04 de septiembre de 2018 - 18:09
En la física cuántica, determinar causa y efecto no siempre es tan sencillo como un evento que causa otro. Un equipo de físicos ha demostrado que las cosas "pueden suceder sin un orden establecido", y por ahí va al respuesta

MADRID.- La paradoja del "huevo o la gallina" fue propuesta por primera vez por los filósofos en la antigua Grecia para describir el problema de determinar la causa y el efecto.

Ahora, un equipo de físicos de la Universidad de Queensland y el Instituto NÉEL ha demostrado que, en lo que se refiere a la física cuántica, tanto el huevo como la gallina son los primeros.

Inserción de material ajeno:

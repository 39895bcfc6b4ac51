mod app;
mod cli;

fn main() {
    let cli = cli::parse();
    app::run(cli);
}
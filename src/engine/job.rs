// ffmpeg command assembly for the fixed HEVC/AAC normalization target

use super::probe::ColorInfo;
use std::path::{Path, PathBuf};
use std::process::Command;
use sysinfo::System;

/// Every output lands in this container, whatever the source was.
pub const OUTPUT_EXTENSION: &str = "mp4";

/// x265 never benefits from more worker threads than this here.
const MAX_ENCODER_THREADS: usize = 12;

const AUDIO_BITRATE: &str = "256k";

/// One encoder invocation: built once per file, consumed once. Carries no
/// identity beyond its paths and parameters, and performs no I/O itself.
#[derive(Debug, Clone)]
pub struct EncodeJob {
    pub input_path: PathBuf,
    pub output_path: PathBuf,
    pub bitrate_kbps: u32,
    pub x265_params: String,
}

impl EncodeJob {
    /// Assemble the invocation for one source file.
    pub fn build(input: &Path, output: &Path, bitrate_kbps: u32, color: &ColorInfo) -> Self {
        Self {
            input_path: input.to_path_buf(),
            output_path: output.to_path_buf(),
            bitrate_kbps,
            x265_params: x265_params(encoder_threads(), color),
        }
    }

    /// The full ffmpeg command. `-y` so a partially written destination from
    /// an interrupted run gets overwritten rather than aborting the encode.
    pub fn command(&self) -> Command {
        let mut cmd = Command::new("ffmpeg");
        cmd.arg("-y")
            .arg("-i")
            .arg(&self.input_path)
            .args(["-c:v", "libx265"])
            .args(["-pix_fmt", "yuv420p10le"])
            .args(["-preset", "medium"])
            .args(["-tune", "fastdecode"])
            .args(["-vtag", "hvc1"])
            .args(["-c:a", "aac"])
            .args(["-b:a", AUDIO_BITRATE])
            .args(["-map", "0:a", "-map", "0:v"])
            .args(["-threads", "0"])
            .args(["-x265-params", &self.x265_params])
            .args(["-b:v", &format!("{}k", self.bitrate_kbps)])
            .arg(&self.output_path);
        cmd
    }

    /// Shell-quoted rendition of the command, for logs and dry runs.
    pub fn display_command(&self) -> String {
        let cmd = self.command();
        let mut parts = vec![cmd.get_program().to_string_lossy().into_owned()];
        parts.extend(cmd.get_args().map(|a| a.to_string_lossy().into_owned()));
        shlex::try_join(parts.iter().map(String::as_str))
            .unwrap_or_else(|_| parts.join(" "))
    }
}

fn x265_params(threads: usize, color: &ColorInfo) -> String {
    format!(
        "threads={threads}:level=5.1:profile=main10:ctu=64:tu-intra-depth=2:\
         colorprim={}:transfer={}:colormatrix={}",
        color.primaries, color.transfer, color.matrix
    )
}

/// Cap the x265 thread pool at min(12, logical cores).
fn encoder_threads() -> usize {
    let mut sys = System::new();
    sys.refresh_cpu();
    let cores = sys.cpus().len().max(1);
    cores.min(MAX_ENCODER_THREADS)
}
// Logging setup: console plus an append-mode run log

use anyhow::Result;
use chrono::Local;
use std::fs::{self, OpenOptions};
use std::path::Path;
use std::sync::Arc;
use tracing_subscriber::fmt::format::Writer;
use tracing_subscriber::fmt::time::FormatTime;
use tracing_subscriber::layer::SubscriberExt;
use tracing_subscriber::util::SubscriberInitExt;
use tracing_subscriber::{EnvFilter, fmt};

struct LogTimer;

impl FormatTime for LogTimer {
    fn format_time(&self, w: &mut Writer<'_>) -> std::fmt::Result {
        write!(w, "{}", Local::now().format("%Y-%m-%d %H:%M:%S%.3f"))
    }
}

/// Install the global subscriber: human output on stdout and, when the log
/// file can be opened, a plain-text copy appended to it. A log file that
/// cannot be opened degrades to console-only logging rather than aborting.
pub fn init(log_file: &Path) -> Result<()> {
    let filter = EnvFilter::try_from_default_env().unwrap_or_else(|_| EnvFilter::new("info"));

    let console = fmt::layer()
        .with_target(false)
        .with_timer(LogTimer)
        .with_writer(std::io::stdout);

    let file_layer = match open_log_file(log_file) {
        Ok(file) => Some(
            fmt::layer()
                .with_ansi(false)
                .with_target(false)
                .with_timer(LogTimer)
                .with_writer(Arc::new(file)),
        ),
        Err(e) => {
            eprintln!(
                "Warning: could not open log file {}: {e}; logging to console only",
                log_file.display()
            );
            None
        }
    };

    tracing_subscriber::registry()
        .with(filter)
        .with(console)
        .with(file_layer)
        .init();

    Ok(())
}

fn open_log_file(log_file: &Path) -> std::io::Result<std::fs::File> {
    if let Some(parent) = log_file.parent() {
        fs::create_dir_all(parent)?;
    }
    OpenOptions::new().create(true).append(true).open(log_file)
}
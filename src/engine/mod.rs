// Core transcoding engine - independent of the CLI surface

pub mod encode;
pub mod job;
pub mod orchestrator;
pub mod policy;
pub mod probe;
pub mod scan;
pub mod validate;

pub use job::{EncodeJob, OUTPUT_EXTENSION};
pub use orchestrator::{Orchestrator, QUARANTINE_DIR, quarantine_source};
pub use policy::target_bitrate_kbps;
pub use probe::{ColorInfo, ProbeError, ProbeResult, ResolutionClass};
pub use scan::{is_video_file, relocate, scan, scan_streaming};
pub use validate::{RejectReason, ValidationOutcome};
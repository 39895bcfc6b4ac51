// Run statistics

use std::fmt;

/// Counters for one run. Created at the start, threaded through the
/// orchestrator, reported at the end; never persisted across runs.
#[derive(Debug, Clone, Copy, Default, PartialEq, Eq)]
pub struct RunStats {
    /// Files freshly encoded this run
    pub processed: u64,

    /// Files whose encode exited non-zero (and were quarantined)
    pub failed: u64,

    /// Files skipped: probe failures or already-valid outputs
    pub skipped: u64,
}

impl RunStats {
    pub fn total(&self) -> u64 {
        self.processed + self.failed + self.skipped
    }

    /// The final summary line.
    pub fn summary(&self) -> String {
        format!(
            "summary: processed={}, failed={}, skipped={}",
            self.processed, self.failed, self.skipped
        )
    }
}

impl fmt::Display for RunStats {
    fn fmt(&self, f: &mut fmt::Formatter<'_>) -> fmt::Result {
        f.write_str(&self.summary())
    }
}
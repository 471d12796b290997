mod render;

pub use render::{Output, Renderer};

use std::path::{Path, PathBuf};
use std::time::Duration;

use anyhow::{bail, Context, Result};
use ignore::Walk;
use tokio::sync::mpsc;
use tracing::{info, warn};

use crate::upload::{HttpProcessingApi, Orchestrator, Phase};

fn is_statement_file(path: &Path) -> bool {
    path.extension()
        .and_then(|e| e.to_str())
        .map(|e| e.eq_ignore_ascii_case("csv"))
        .unwrap_or(false)
}

/// Expand file and directory arguments into an ordered CSV queue.
/// Directories are walked gitignore-aware; non-CSV files inside them are
/// silently skipped, but a non-CSV file named explicitly is a warning.
pub fn collect_statement_files(inputs: &[PathBuf]) -> Result<Vec<PathBuf>> {
    let mut files = Vec::new();
    for input in inputs {
        if input.is_dir() {
            for entry in Walk::new(input).flatten() {
                let path = entry.path();
                if path.is_file() && is_statement_file(path) {
                    files.push(path.to_path_buf());
                }
            }
        } else if input.is_file() {
            if is_statement_file(input) {
                files.push(input.clone());
            } else {
                warn!(file = %input.display(), "skipping non-CSV file");
            }
        } else {
            bail!("no such file or directory: {}", input.display());
        }
    }
    if files.is_empty() {
        bail!("nothing to upload: no CSV files found");
    }
    Ok(files)
}

/// Build the queue, run the orchestrator on a worker task, and render its
/// event stream as it arrives.
pub async fn run_upload(
    endpoint: String,
    inputs: Vec<PathBuf>,
    poll_interval: Duration,
    output: Output,
) -> Result<()> {
    let files = collect_statement_files(&inputs)?;
    let renderer = Renderer::new(output);
    renderer.queued(&files);

    let mut orchestrator =
        Orchestrator::new(HttpProcessingApi::new(endpoint.clone())).with_poll_interval(poll_interval);
    for file in files {
        orchestrator.enqueue(file);
    }
    info!(queued = orchestrator.queued(), %endpoint, "starting upload run");

    let (tx, mut rx) = mpsc::unbounded_channel();
    let worker = tokio::spawn(async move { orchestrator.run(tx).await });

    while let Some(event) = rx.recv().await {
        renderer.render(&event);
    }

    let summary = worker.await.context("orchestrator task panicked")?;
    info!(
        processed = summary.processed,
        entries = summary.entries.len(),
        phase = ?summary.phase,
        "run finished"
    );
    if summary.phase == Phase::Failed {
        bail!(
            "run halted after {} successful file(s); see the log above",
            summary.processed
        );
    }
    Ok(())
}
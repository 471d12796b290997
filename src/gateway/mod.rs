use std::net::SocketAddr;
use std::sync::Arc;

use anyhow::{Context, Result};
use axum::extract::{DefaultBodyLimit, Multipart, State};
use axum::http::StatusCode;
use axum::response::{IntoResponse, Response};
use axum::routing::{get, post};
use axum::{Json, Router};
use serde_json::{json, Value};
use tracing::{error, info};

/// Pass-through between the browser-facing API and the processing service.
/// Both routes relay the processor's status and body unchanged; only
/// transport-level failures are translated into a 500 here.
pub struct Gateway {
    client: reqwest::Client,
    processor_url: String,
}

impl Gateway {
    pub fn new(processor_url: impl Into<String>) -> Self {
        Self {
            client: reqwest::Client::new(),
            processor_url: processor_url.into(),
        }
    }

    pub fn router(self) -> Router {
        Router::new()
            .route("/api/upload", post(upload))
            .route("/api/status", get(status))
            .layer(DefaultBodyLimit::max(32 * 1024 * 1024))
            .with_state(Arc::new(self))
    }
}

pub async fn serve(gateway: Gateway, addr: SocketAddr) -> Result<()> {
    let listener = tokio::net::TcpListener::bind(addr)
        .await
        .with_context(|| format!("could not bind {addr}"))?;
    info!(%addr, "gateway listening");
    axum::serve(listener, gateway.router())
        .await
        .context("gateway server failed")
}

async fn upload(State(gateway): State<Arc<Gateway>>, mut multipart: Multipart) -> Response {
    let mut file: Option<(String, Vec<u8>)> = None;
    loop {
        match multipart.next_field().await {
            Ok(Some(field)) => {
                if field.name() == Some("file") {
                    let name = field.file_name().unwrap_or("upload.csv").to_string();
                    match field.bytes().await {
                        Ok(bytes) => file = Some((name, bytes.to_vec())),
                        Err(err) => return transport_error(err.to_string()),
                    }
                    break;
                }
            }
            Ok(None) => break,
            // A body we cannot decode is a transport problem, not a missing
            // file.
            Err(err) => return transport_error(err.to_string()),
        }
    }

    let Some((name, bytes)) = file else {
        return (
            StatusCode::BAD_REQUEST,
            Json(json!({ "error": "No file provided" })),
        )
            .into_response();
    };
    info!(file = %name, size = bytes.len(), "relaying upload to processor");

    let part = match reqwest::multipart::Part::bytes(bytes)
        .file_name(name)
        .mime_str("text/csv")
    {
        Ok(part) => part,
        Err(err) => return transport_error(err.to_string()),
    };
    let form = reqwest::multipart::Form::new().part("file", part);

    let result = gateway
        .client
        .post(format!("{}/api/process", gateway.processor_url))
        .multipart(form)
        .send()
        .await;
    relay(result).await
}

async fn status(State(gateway): State<Arc<Gateway>>) -> Response {
    let result = gateway
        .client
        .get(format!("{}/api/status", gateway.processor_url))
        .header("Cache-Control", "no-cache")
        .send()
        .await;
    relay(result).await
}

/// Forward the processor's status code and JSON body verbatim; anything that
/// keeps us from doing so becomes a 500 with `{error, details}`.
async fn relay(result: reqwest::Result<reqwest::Response>) -> Response {
    let response = match result {
        Ok(response) => response,
        Err(err) => return transport_error(err.to_string()),
    };

    let status =
        StatusCode::from_u16(response.status().as_u16()).unwrap_or(StatusCode::BAD_GATEWAY);
    match response.json::<Value>().await {
        Ok(body) => (status, Json(body)).into_response(),
        Err(err) => transport_error(err.to_string()),
    }
}

fn transport_error(details: String) -> Response {
    error!(details = %details, "relay failed");
    (
        StatusCode::INTERNAL_SERVER_ERROR,
        Json(json!({ "error": "Internal server error", "details": details })),
    )
        .into_response()
}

Jacqui Romero, del Centro de Excelencia de ARC para Sistemas de Ingeniería Cuántica explica que en la física cuántica, causa y efecto no siempre es tan sencillo como un evento que causa otro. "La rareza de la mecánica cuántica significa que los eventos pueden suceder sin un orden establecido", dijo.

"Tome el ejemplo de su viaje diario al trabajo, donde viaja en parte en autobús y en tren. Normalmente, tomarías el autobús y luego el tren, o al revés. En nuestro experimento, ambos eventos pueden ocurrir primero", dijo Romero. "Esto se llama "orden causal indefinido" y no es algo que podamos observar en nuestra vida cotidiana".

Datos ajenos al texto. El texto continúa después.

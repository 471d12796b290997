use crate::upload::types::ReplyBody;

/// How one upload reply should be handled. Driven purely by HTTP status;
/// keyword sniffing happens later, line by line, in `logs::classify_line`.
#[derive(Debug, Clone, PartialEq, Eq)]
pub enum UploadOutcome {
    Success {
        details: Option<String>,
    },
    /// 429. Always recoverable: the orchestrator starts the status poller.
    RateLimited {
        message: String,
        details: Option<String>,
    },
    /// Any other non-2xx. Halts the remaining queue. The failure message is
    /// `body.error`, falling back to `body.details`.
    HardFailure {
        message: String,
        details: Option<String>,
    },
}

pub fn interpret(status: u16, body: &ReplyBody) -> UploadOutcome {
    match status {
        200..=299 => UploadOutcome::Success {
            details: body.details.clone(),
        },
        429 => UploadOutcome::RateLimited {
            message: body
                .error
                .clone()
                .unwrap_or_else(|| "Rate limit reached".to_string()),
            details: body.details.clone(),
        },
        _ => UploadOutcome::HardFailure {
            message: body
                .error
                .clone()
                .or_else(|| body.details.clone())
                .unwrap_or_else(|| format!("Upload failed with status {status}")),
            details: body.details.clone(),
        },
    }
}

#[cfg(test)]
mod tests {
    use super::*;

    fn body(error: Option<&str>, details: Option<&str>) -> ReplyBody {
        ReplyBody {
            message: None,
            error: error.map(String::from),
            details: details.map(String::from),
            code: None,
        }
    }

    #[test]
    fn two_hundred_is_success_with_details() {
        let outcome = interpret(200, &body(None, Some("Imported 5 transactions")));
        assert_eq!(
            outcome,
            UploadOutcome::Success {
                details: Some("Imported 5 transactions".to_string())
            }
        );
    }

    #[test]
    fn rate_limit_is_driven_by_status_not_text() {
        // No glyph, no retry wording; 429 alone decides.
        let outcome = interpret(429, &body(Some("try later"), None));
        assert_eq!(
            outcome,
            UploadOutcome::RateLimited {
                message: "try later".to_string(),
                details: None,
            }
        );
    }

    #[test]
    fn other_statuses_are_hard_failures() {
        let outcome = interpret(500, &body(Some("Invalid format"), None));
        assert!(matches!(
            outcome,
            UploadOutcome::HardFailure { ref message, .. } if message == "Invalid format"
        ));

        // Falls back to details, then to a generic message.
        let outcome = interpret(400, &body(None, Some("No file provided")));
        assert!(matches!(
            outcome,
            UploadOutcome::HardFailure { ref message, .. } if message == "No file provided"
        ));

        let outcome = interpret(502, &body(None, None));
        assert!(matches!(
            outcome,
            UploadOutcome::HardFailure { ref message, .. } if message == "Upload failed with status 502"
        ));
    }

    #[test]
    fn hard_failure_carries_the_backend_details() {
        let outcome = interpret(500, &body(Some("Invalid format"), Some("row 3: bad date")));
        assert_eq!(
            outcome,
            UploadOutcome::HardFailure {
                message: "Invalid format".to_string(),
                details: Some("row 3: bad date".to_string()),
            }
        );
    }

    #[test]
    fn success_body_keywords_do_not_demote_status() {
        // An error-looking body with a 2xx status is still a success at this
        // layer; the details lines get classified individually later.
        let outcome = interpret(200, &body(None, Some("1 error ignored")));
        assert!(matches!(outcome, UploadOutcome::Success { .. }));
    }
}
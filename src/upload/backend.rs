use anyhow::{Context, Result};
use async_trait::async_trait;
use reqwest::multipart;
use tracing::debug;

use crate::upload::types::{ReplyBody, StatusReply, UploadJob, UploadReply};

/// Seam between the orchestrator and the processing backend. The production
/// implementation talks HTTP; tests substitute a scripted fake.
#[async_trait]
pub trait ProcessingApi: Send + Sync {
    /// Submit one file. One file is one request; no chunking, no retries at
    /// this layer. Transport and file-read failures come back as errors.
    async fn submit(&self, job: &UploadJob) -> Result<UploadReply>;

    /// One poll of the status endpoint.
    async fn status(&self) -> Result<StatusReply>;
}

/// Talks to the relay gateway (or directly to anything speaking the same
/// contract) over HTTP.
pub struct HttpProcessingApi {
    client: reqwest::Client,
    base_url: String,
}

impl HttpProcessingApi {
    pub fn new(base_url: impl Into<String>) -> Self {
        Self {
            client: reqwest::Client::new(),
            base_url: base_url.into(),
        }
    }
}

#[async_trait]
impl ProcessingApi for HttpProcessingApi {
    async fn submit(&self, job: &UploadJob) -> Result<UploadReply> {
        let bytes = tokio::fs::read(&job.path)
            .await
            .with_context(|| format!("could not read {}", job.path.display()))?;
        if bytes.is_empty() {
            anyhow::bail!("No file content in {}", job.path.display());
        }
        debug!(file = %job.name, size = bytes.len(), "submitting file");

        let part = multipart::Part::bytes(bytes)
            .file_name(job.name.clone())
            .mime_str("text/csv")?;
        let form = multipart::Form::new().part("file", part);

        let response = self
            .client
            .post(format!("{}/api/upload", self.base_url))
            .multipart(form)
            .send()
            .await
            .context("upload request failed")?;

        let status = response.status().as_u16();
        let body: ReplyBody = response
            .json()
            .await
            .context("malformed upload response")?;
        Ok(UploadReply { status, body })
    }

    async fn status(&self) -> Result<StatusReply> {
        let reply = self
            .client
            .get(format!("{}/api/status", self.base_url))
            .send()
            .await
            .context("status request failed")?
            .json::<StatusReply>()
            .await
            .context("malformed status response")?;
        Ok(reply)
    }
}
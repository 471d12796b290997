/// Human-readable file size for queue listings, e.g. `14.52 KB`.
pub fn format_size(size: u64) -> String {
    const UNITS: [&str; 6] = ["B", "KB", "MB", "GB", "TB", "PB"];
    let mut size = size as f64;
    let mut unit_index = 0;

    while size >= 1024.0 && unit_index < UNITS.len() - 1 {
        size /= 1024.0;
        unit_index += 1;
    }

    if unit_index == 0 {
        format!("{} {}", size as u64, UNITS[unit_index])
    } else {
        format!("{:.2} {}", size, UNITS[unit_index])
    }
}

Para observar este efecto en el laboratorio, los investigadores usaron una configuración llamada interruptor cuántico fotónico, un dispositivo en el que el orden de los eventos (transformaciones en la forma de la luz) depende de la polarización.

Fabio Costa, de la Universidad de Queensland, señala "al medir la polarización de los fotones a la salida del interruptor cuántico, pudimos mostrar que el orden de las transformaciones en la forma de la luz no estaba establecido.

"Esta es solo una primera prueba de principio, pero a una escala mayor, el orden causal indefinido puede tener aplicaciones prácticas reales, como hacer las computadoras más eficientes o mejorar la comunicación".

Por años, la mecánica cuántica ha "puesto de cabeza" los cerebros de los más entendidos hasta el punto de que al mediático premio Nobel de física Richard Feynman se le atribuye haber dicho: “Si usted piensa que entiende la mecánica cuántica es que no la ha entendido”, refiere la web N+1, ciencia que suma.

De acuerdo con ese reporte, una de sus particularidades más sorprendentes podría ser esta: la causación puede correr hacia atrás en el tiempo, tanto como hacia adelante: la retrocausalidad es el equivalente, en partículas, a tener un dolor de estómago hoy por culpa del mal almuerzo de mañana.

La investigación original fue publicada en Physical Reviews Letters por la American Physical Society.